Sie mußten damals nicht nur anderen, sondern auch sich selbst beweisen, daß das Gehirn einer Frau zu denselben intellektuellen Leistungen in der Lage ist, wie das eines Mannes, daß sie nicht erkranken oder sterben würden, wenn sie Logarithmen ausgesetzt werden - oder dem Sport. Sie mußten außer den öffentlichen Vorurteilen auch ihre eigenen Ängste niederkämpfen, nicht damenhaft zu sein oder zu geschlechtslosen Wesen zu werden, wenn sie versuchten, als Ärztinnen oder Politikerinnen auszuharren. Die ersten Mädchen, die von zu Hause fort auf Colleges gingen, hatten Sorge, ob sie einen Ehemann finden würden, wenn sie sich als allzu geistreich oder allzu interessiert an unweiblichen Dingen wie Wissenschaft und Politik zeigten. Die Schlacht mußte geschlagen und gewonnen werden, nicht nur einmal, sondern immer und immer wieder, bis endlich diese Dinge selbstverständlich geworden waren. (Gelegentlich tauchen die alten Geister von neuem auf und müssen von neuem niedergeschlagen werden.)

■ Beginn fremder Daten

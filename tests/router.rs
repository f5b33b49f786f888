//! Router-level plumbing around the gates.

mod common;

use axum::body::Body;
use axum::http::{Request, StatusCode};
use serde_json::json;

use common::{app, bearer};
use fx_gate::config::{AdminAuthMode, UserAuthMode};

#[tokio::test]
async fn health_needs_no_credentials() {
    let app = app(AdminAuthMode::Bearer, UserAuthMode::Bearer);

    let response = app
        .send(Request::builder().uri("/health").body(Body::empty()).unwrap())
        .await;

    assert_eq!(response.status(), StatusCode::OK);
}

#[tokio::test]
async fn rejected_requests_still_pass_through_outer_layers() {
    let app = app(AdminAuthMode::Bearer, UserAuthMode::Bearer);

    let response = app
        .send(
            Request::builder()
                .uri("/api/v1/admin/me")
                .body(Body::empty())
                .unwrap(),
        )
        .await;

    assert_eq!(response.status(), StatusCode::UNAUTHORIZED);
    assert!(response.headers().contains_key("x-request-id"));
}

#[tokio::test]
async fn unknown_paths_are_not_found_rather_than_unauthorized() {
    let app = app(AdminAuthMode::Bearer, UserAuthMode::Bearer);

    let (status, _) = app.get("/api/v1/admin/nope", &[]).await;

    assert_eq!(status, StatusCode::NOT_FOUND);
}

#[tokio::test]
async fn user_token_does_not_open_admin_routes_and_vice_versa() {
    let app = app(AdminAuthMode::Bearer, UserAuthMode::Bearer);
    let user = app.codec.encode("u1", false, 60).unwrap();
    let admin = app.codec.encode("a1", true, 60).unwrap();

    let (status, body) = app
        .get("/api/v1/admin/me", &[("authorization", bearer(&user).as_str())])
        .await;
    assert_eq!(status, StatusCode::UNAUTHORIZED);
    assert_eq!(body, json!({"error": "admin access required"}));

    let (status, body) = app.get("/api/v1/me", &[("authorization", bearer(&admin).as_str())]).await;
    assert_eq!(status, StatusCode::UNAUTHORIZED);
    assert_eq!(body, json!({"error": "admin accounts cannot use user routes"}));
}

#[tokio::test]
async fn concurrent_requests_do_not_share_identity() {
    let app = app(AdminAuthMode::Bearer, UserAuthMode::Telegram);

    let mut handles = Vec::new();
    for i in 0..32 {
        let router = app.router.clone();
        handles.push(tokio::spawn(async move {
            use tower::ServiceExt;
            let mut req = Request::builder().uri("/api/v1/me");
            if i % 2 == 0 {
                req = req.header("x-telegram-id", "tg-100");
            }
            let response = router.oneshot(req.body(Body::empty()).unwrap()).await.unwrap();
            (i, common::split(response).await)
        }));
    }

    for handle in handles {
        let (i, (status, body)) = handle.await.unwrap();
        if i % 2 == 0 {
            assert_eq!(status, StatusCode::OK);
            assert_eq!(body["user_id"], "u1");
        } else {
            assert_eq!(status, StatusCode::UNAUTHORIZED);
            assert_eq!(body, json!({"error": "telegram id header required"}));
        }
    }
}
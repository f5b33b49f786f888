//! Time source for token issuance and validity checks.
//!
//! The codec never reads the system time directly so that expiry can be
//! exercised by moving a clock forward instead of sleeping.

use std::fmt;
use std::sync::atomic::{AtomicI64, Ordering};

/// Unix-seconds clock.
pub trait Clock: Send + Sync + fmt::Debug {
    fn now(&self) -> i64;
}

#[derive(Debug, Clone, Copy, Default)]
pub struct SystemClock;

impl Clock for SystemClock {
    fn now(&self) -> i64 {
        chrono::Utc::now().timestamp()
    }
}

/// A clock that only moves when told to.
#[derive(Debug)]
pub struct ManualClock {
    now: AtomicI64,
}

impl ManualClock {
    pub fn new(start: i64) -> Self {
        Self {
            now: AtomicI64::new(start),
        }
    }

    pub fn advance(&self, seconds: i64) {
        self.now.fetch_add(seconds, Ordering::SeqCst);
    }

    pub fn set(&self, now: i64) {
        self.now.store(now, Ordering::SeqCst);
    }
}

impl Clock for ManualClock {
    fn now(&self) -> i64 {
        self.now.load(Ordering::SeqCst)
    }
}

Die Vorurteile, die diese Frauen in Frage stellten, und die Ängste, die sie überwanden, hatten ihren Ursprung im Bannspruch der Natur, nach welchem Frauen Kinder gebären und folglich Kinder aufziehen und sich um den Haushalt kümmern. Gewohnheit und Sitte zusammen machten aus der Frau ein Wesen, dem man sehr wenig anderes zutraute. Die Frau von heute weiß, daß sie eine ganze Menge anderes kann. Besonders wenn sie sich für das Muttersein entscheidet, muß sie sich dieser Herausforderung stellen und sich fragen, wieviel sie sonst noch tun kann und wie bald. Wie sie diese Fragen beantwortet und welche Wahl sie trifft, das könnte endlich Gegenstand anderer Geschichtsbücher sein. In der Zwischenzeit ist es wichtig, weiter die Vergangenheit zu erforschen und ihre Bedeutung für die Gegenwart zu erhellen. Letztlich können alle Männer und Frauen von einem wahrheitsgetreueren und ausgewogeneren Frauenbild nur gewinnen, das aus einer Geschichte auftauchen wird, die zeigt, daß Frauen aktiv engagiert waren in der Gestaltung ihres eigenen Schicksals und des Schicksals dieses Landes.